ENTRETIEN avec Jalloul Ayed par Senén Florensa
Récemment élu président de la MED Confederation, une initiative qui a pour but de donner un nouvel élan à la coopération socio-économique en Méditerranée, Jaloul Ayed est un homme de finances doté d’une vision holistique de l’économie et des défis sociaux. Homme de succès dans le secteur financier, il montre un engagement formidable vis-à-vis des évolutions sociales et politiques de son pays, la Tunisie, et de la région méditerranéenne. Suite à la révolution de 2011 en Tunisie, Jalloul Ayed a occupé le poste de ministre des Finances de janvier à décembre 2011, au sein du gouvernement d’union nationale de Mohammed Ghannouchi, puis dans celui de Béji Caïd Essebsi. Inspiré par cette expérience, il a publié le livre Tunisie, la route des jasmins, dans lequel il propose une troisième voie « où l’économie et la finance sont mises au service du peuple, sortant de cadres idéologiques dogmatiques ».
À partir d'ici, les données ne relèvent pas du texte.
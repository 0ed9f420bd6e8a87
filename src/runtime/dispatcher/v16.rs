//! OCPP 1.6 inbound action handlers.
//!
//! Each handler follows the same shape: deserialize via `rust_ocpp`,
//! log, build a typed response, serialize back to `Value`.

use std::sync::Arc;

use async_trait::async_trait;
use rust_ocpp::v1_6::types::{AvailabilityStatus, AvailabilityType, ConfigurationStatus};
use serde_json::{json, Value};
use tracing::{info, warn};

use super::{InboundDispatcher, StationContext};
use crate::domain::connector::ConnectorState;
use crate::domain::ocpp::OcppVersion;
use crate::domain::transaction::{StopReason, Transaction, TransactionId};
use crate::runtime::session::run_meter_ticker;
use crate::support::ProtocolError;

pub struct V16Dispatcher;

impl V16Dispatcher {
    pub fn new() -> Self {
        Self
    }

    /// `RemoteStartTransaction` answers immediately with `Accepted`/
    /// `Rejected`, then — on acceptance — records a placeholder
    /// transaction, sends `StartTransaction` and starts the meter-value
    /// ticker on a spawned task, mirroring `SessionManager::start_charging`
    /// but driven by the CSMS rather than a local "plug in" trigger.
    async fn remote_start_transaction(
        &self,
        ctx: &Arc<StationContext>,
        payload: &Value,
    ) -> Result<Value, ProtocolError> {
        let id_tag = payload
            .get("idTag")
            .and_then(|v| v.as_str())
            .ok_or_else(|| ProtocolError::InternalError("missing idTag".into()))?
            .to_string();
        let connector_id = payload
            .get("connectorId")
            .and_then(|v| v.as_u64())
            .unwrap_or(1) as u32;

        let accepted = {
            let mut connectors = ctx.connectors.write().await;
            match connectors.iter_mut().find(|c| c.id == connector_id) {
                Some(c) if c.is_available() => {
                    c.transition(ConnectorState::Preparing).is_ok()
                        && c.transition(ConnectorState::Charging).is_ok()
                }
                _ => false,
            }
        };
        if !accepted {
            warn!(connector_id, id_tag, "RemoteStartTransaction rejected: connector busy");
            return Ok(json!({ "status": "Rejected" }));
        }

        let placeholder_id = TransactionId::Text(format!("local-{}", ctx.pending.next_sequence()));
        let meter_start = 0.0;
        ctx.transactions
            .write()
            .await
            .push(Transaction::start(placeholder_id.clone(), connector_id, id_tag.clone(), meter_start));
        {
            let mut connectors = ctx.connectors.write().await;
            if let Some(c) = connectors.iter_mut().find(|c| c.id == connector_id) {
                c.active_transaction = Some(placeholder_id.clone());
                c.current_id_tag = Some(id_tag.clone());
            }
        }

        info!(connector_id, id_tag, "RemoteStartTransaction accepted");

        let ctx = ctx.clone();
        let placeholder = placeholder_id.clone();
        tokio::spawn(async move {
            let result = ctx
                .send_call(
                    "StartTransaction",
                    json!({
                        "connectorId": connector_id,
                        "idTag": id_tag,
                        "meterStart": meter_start as i64,
                        "timestamp": chrono::Utc::now().to_rfc3339(),
                    }),
                )
                .await;
            if let Err(e) = result {
                warn!(connector_id, error = %e, "StartTransaction follow-up failed, keeping placeholder id");
            }

            let interval_secs = ctx.config.meter.interval_secs;
            let delivery_rate_w = ctx.config.sim.energy_delivery_rate_w;
            let randomize = ctx.config.sim.randomize;
            let variance = ctx.config.sim.variance;
            let shutdown = ctx.shutdown.clone();
            let _ = &placeholder;
            run_meter_ticker(ctx, connector_id, interval_secs, delivery_rate_w, randomize, variance, shutdown).await;
        });

        Ok(json!({ "status": "Accepted" }))
    }

    /// `RemoteStopTransaction` answers immediately, then on acceptance
    /// stops the transaction and sends `StopTransaction` on a spawned
    /// task — the meter ticker started by `remote_start_transaction`
    /// winds itself down on its next tick once the transaction is no
    /// longer active.
    async fn remote_stop_transaction(
        &self,
        ctx: &Arc<StationContext>,
        payload: &Value,
    ) -> Result<Value, ProtocolError> {
        let requested_id = payload.get("transactionId").and_then(|v| v.as_i64());
        let target = match requested_id {
            Some(tid) => {
                let transactions = ctx.transactions.read().await;
                transactions
                    .iter()
                    .find(|t| matches!(&t.id, TransactionId::Numeric(n) if *n == tid) && t.is_active())
                    .map(|t| (t.connector_id, t.id.clone()))
            }
            None => None,
        };
        let Some((connector_id, transaction_id)) = target else {
            return Ok(json!({ "status": "Rejected" }));
        };

        let ctx = ctx.clone();
        tokio::spawn(async move {
            if let Err(e) = stop_remote_transaction(&ctx, connector_id, &transaction_id).await {
                warn!(connector_id, error = %e, "RemoteStopTransaction follow-up failed");
            }
        });
        Ok(json!({ "status": "Accepted" }))
    }

    async fn reset(&self, payload: &Value) -> Result<Value, ProtocolError> {
        let kind = payload.get("type").and_then(|v| v.as_str()).unwrap_or("Soft");
        info!(kind, "Reset requested");
        Ok(json!({ "status": "Accepted" }))
    }

    async fn change_availability(
        &self,
        ctx: &StationContext,
        payload: &Value,
    ) -> Result<Value, ProtocolError> {
        let connector_id = payload.get("connectorId").and_then(|v| v.as_u64()).unwrap_or(0) as u32;
        let requested: AvailabilityType =
            serde_json::from_value(payload.get("type").cloned().unwrap_or(json!("Operative")))
                .unwrap_or(AvailabilityType::Operative);

        let mut connectors = ctx.connectors.write().await;
        let status = if connector_id == 0 {
            AvailabilityStatus::Accepted
        } else if let Some(connector) = connectors.iter_mut().find(|c| c.id == connector_id) {
            let target = match requested {
                AvailabilityType::Operative => ConnectorState::Available,
                AvailabilityType::Inoperative => ConnectorState::Unavailable,
            };
            match connector.transition(target) {
                Ok(()) => AvailabilityStatus::Accepted,
                Err(_) => AvailabilityStatus::Rejected,
            }
        } else {
            AvailabilityStatus::Rejected
        };

        Ok(serde_json::to_value(serde_json::json!({ "status": status })).unwrap())
    }

    async fn unlock_connector(&self, payload: &Value) -> Result<Value, ProtocolError> {
        let _ = payload;
        Ok(json!({ "status": "Unlocked" }))
    }

    async fn get_configuration(&self, ctx: &StationContext) -> Result<Value, ProtocolError> {
        let keys = vec![
            json!({
                "key": "HeartbeatInterval",
                "readonly": false,
                "value": ctx.config.sim.heartbeat_interval_default_secs.to_string(),
            }),
            json!({
                "key": "NumberOfConnectors",
                "readonly": true,
                "value": ctx.config.connectors.len().to_string(),
            }),
        ];
        Ok(json!({ "configurationKey": keys, "unknownKey": [] }))
    }

    async fn change_configuration(&self, payload: &Value) -> Result<Value, ProtocolError> {
        let key = payload.get("key").and_then(|v| v.as_str()).unwrap_or("");
        let status = if key.is_empty() {
            ConfigurationStatus::Rejected
        } else {
            ConfigurationStatus::Accepted
        };
        Ok(serde_json::to_value(json!({ "status": status })).unwrap())
    }

    async fn clear_cache(&self, ctx: &StationContext) -> Result<Value, ProtocolError> {
        ctx.auth_cache.clear();
        Ok(json!({ "status": "Accepted" }))
    }

    async fn data_transfer(&self, payload: &Value) -> Result<Value, ProtocolError> {
        let _ = payload;
        Ok(json!({ "status": "Accepted" }))
    }

    async fn trigger_message(&self, payload: &Value) -> Result<Value, ProtocolError> {
        let requested = payload
            .get("requestedMessage")
            .and_then(|v| v.as_str())
            .unwrap_or("");
        match requested {
            "BootNotification" | "Heartbeat" | "StatusNotification" | "MeterValues" => {
                Ok(json!({ "status": "Accepted" }))
            }
            _ => Ok(json!({ "status": "NotImplemented" })),
        }
    }
}

/// Shared by `remote_stop_transaction`'s spawned follow-up: stop the
/// transaction, send `StopTransaction`, and release the connector.
async fn stop_remote_transaction(
    ctx: &StationContext,
    connector_id: u32,
    transaction_id: &TransactionId,
) -> Result<(), ProtocolError> {
    {
        let mut connectors = ctx.connectors.write().await;
        if let Some(connector) = connectors.iter_mut().find(|c| c.id == connector_id) {
            let _ = connector.transition(ConnectorState::Finishing);
        }
    }

    let meter_stop = {
        let mut transactions = ctx.transactions.write().await;
        let transaction = transactions
            .iter_mut()
            .find(|t| &t.id == transaction_id)
            .ok_or_else(|| ProtocolError::InternalError("transaction vanished before stop".into()))?;
        let meter_stop = transaction.energy_delivered_wh() + transaction.meter_start_wh;
        transaction.stop(meter_stop, StopReason::Remote);
        meter_stop
    };

    ctx.send_call(
        "StopTransaction",
        json!({
            "transactionId": match transaction_id {
                TransactionId::Numeric(n) => json!(n),
                TransactionId::Text(s) => json!(s),
            },
            "meterStop": meter_stop as i64,
            "timestamp": chrono::Utc::now().to_rfc3339(),
            "reason": StopReason::Remote.ocpp_reason(),
        }),
    )
    .await?;

    let mut connectors = ctx.connectors.write().await;
    if let Some(connector) = connectors.iter_mut().find(|c| c.id == connector_id) {
        let _ = connector.transition(ConnectorState::Available);
        connector.active_transaction = None;
        connector.current_id_tag = None;
    }
    Ok(())
}

impl Default for V16Dispatcher {
    fn default() -> Self {
        Self::new()
    }
}

#[async_trait]
impl InboundDispatcher for V16Dispatcher {
    async fn dispatch(
        &self,
        ctx: &Arc<StationContext>,
        action: &str,
        payload: Value,
    ) -> Result<Value, ProtocolError> {
        match action {
            "RemoteStartTransaction" => self.remote_start_transaction(ctx, &payload).await,
            "RemoteStopTransaction" => self.remote_stop_transaction(ctx, &payload).await,
            "Reset" => self.reset(&payload).await,
            "ChangeAvailability" => self.change_availability(ctx, &payload).await,
            "UnlockConnector" => self.unlock_connector(&payload).await,
            "GetConfiguration" => self.get_configuration(ctx).await,
            "ChangeConfiguration" => self.change_configuration(&payload).await,
            "ClearCache" => self.clear_cache(ctx).await,
            "DataTransfer" => self.data_transfer(&payload).await,
            "TriggerMessage" => self.trigger_message(&payload).await,
            other => Err(ProtocolError::NotImplemented(other.to_string())),
        }
    }

    fn version(&self) -> OcppVersion {
        OcppVersion::V16
    }
}

#[cfg(test)]
mod tests {
    use super::*;
    use crate::domain::auth_cache::AuthCache;
    use crate::domain::certificate::CertificateStore;
    use crate::domain::connector::Connector;
    use crate::domain::device_model::DeviceModel;
    use crate::domain::ocpp::OcppVersion as Ver;
    use crate::domain::pending::PendingRequestTable;
    use crate::domain::station::StationConfig;
    use crate::runtime::logger::MessageLogger;
    use crate::support::ShutdownSignal;
    use tokio::sync::RwLock;

    fn ctx() -> Arc<StationContext> {
        Arc::new(StationContext {
            config: StationConfig::new("CP001", "ws://localhost", Ver::V16),
            connectors: RwLock::new(vec![Connector::new(1)]),
            transactions: RwLock::new(Vec::new()),
            pending: Arc::new(PendingRequestTable::new()),
            auth_cache: AuthCache::new(std::time::Duration::from_secs(60)),
            device_model: DeviceModel::new(),
            certificates: CertificateStore::new(),
            outbound: RwLock::new(None),
            logger: Arc::new(MessageLogger::new(None)),
            shutdown: ShutdownSignal::new(),
        })
    }

    #[tokio::test]
    async fn remote_start_on_available_connector_is_accepted() {
        let dispatcher = V16Dispatcher::new();
        let ctx = ctx();
        let result = dispatcher
            .dispatch(
                &ctx,
                "RemoteStartTransaction",
                serde_json::json!({ "connectorId": 1, "idTag": "TAG1" }),
            )
            .await
            .unwrap();
        assert_eq!(result["status"], "Accepted");
        assert_eq!(ctx.connectors.read().await[0].state, ConnectorState::Charging);
        assert_eq!(ctx.transactions.read().await.len(), 1);
    }

    #[tokio::test]
    async fn remote_start_on_busy_connector_is_rejected() {
        let dispatcher = V16Dispatcher::new();
        let ctx = ctx();
        ctx.connectors.write().await[0].transition(ConnectorState::Preparing).unwrap();
        ctx.connectors.write().await[0].transition(ConnectorState::Charging).unwrap();
        let result = dispatcher
            .dispatch(
                &ctx,
                "RemoteStartTransaction",
                serde_json::json!({ "connectorId": 1, "idTag": "TAG1" }),
            )
            .await
            .unwrap();
        assert_eq!(result["status"], "Rejected");
    }

    #[tokio::test]
    async fn remote_stop_unknown_transaction_is_rejected() {
        let dispatcher = V16Dispatcher::new();
        let ctx = ctx();
        let result = dispatcher
            .dispatch(
                &ctx,
                "RemoteStopTransaction",
                serde_json::json!({ "transactionId": 999 }),
            )
            .await
            .unwrap();
        assert_eq!(result["status"], "Rejected");
    }

    #[tokio::test]
    async fn remote_stop_known_transaction_is_accepted() {
        let dispatcher = V16Dispatcher::new();
        let ctx = ctx();
        ctx.transactions.write().await.push(Transaction::start(
            TransactionId::Numeric(42),
            1,
            "TAG1".into(),
            0.0,
        ));
        let result = dispatcher
            .dispatch(
                &ctx,
                "RemoteStopTransaction",
                serde_json::json!({ "transactionId": 42 }),
            )
            .await
            .unwrap();
        assert_eq!(result["status"], "Accepted");
    }

    #[tokio::test]
    async fn unknown_action_is_not_implemented() {
        let dispatcher = V16Dispatcher::new();
        let ctx = ctx();
        let err = dispatcher
            .dispatch(&ctx, "SomeFutureAction", serde_json::json!({}))
            .await
            .unwrap_err();
        assert_eq!(err.error_code(), "NotImplemented");
    }
}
Son parcours dans le secteur financier est remarquable : il a occupé des postes clés au sein de différents groupes bancaires et d’entreprises financières, notamment Citicorp, Corporate Bank et Citibank pour en mentionner quelques uns ; il a réorganisé la BMCE (Banque marocaine du commerce extérieur) et créé une nouvelle filiale, AXIS Capital Tunisie ; et il a été vice-président du conseil de surveillance de la compagnie d’assurance marocaine RMA Watanya. En outre, il est aujourd’hui membre du Conseil maroco-américain pour le commerce et l’investissement et président honoraire de la Chambre américaine du commerce (AMCHAM), après avoir été élu président en 1993 puis vice-président d’Euromed Forum. Son prestige dans le secteur l’a amené à être candidat à la présidence de la Banque africaine de développement (BAD) pour le prochain mandat, de 2015 à 2020.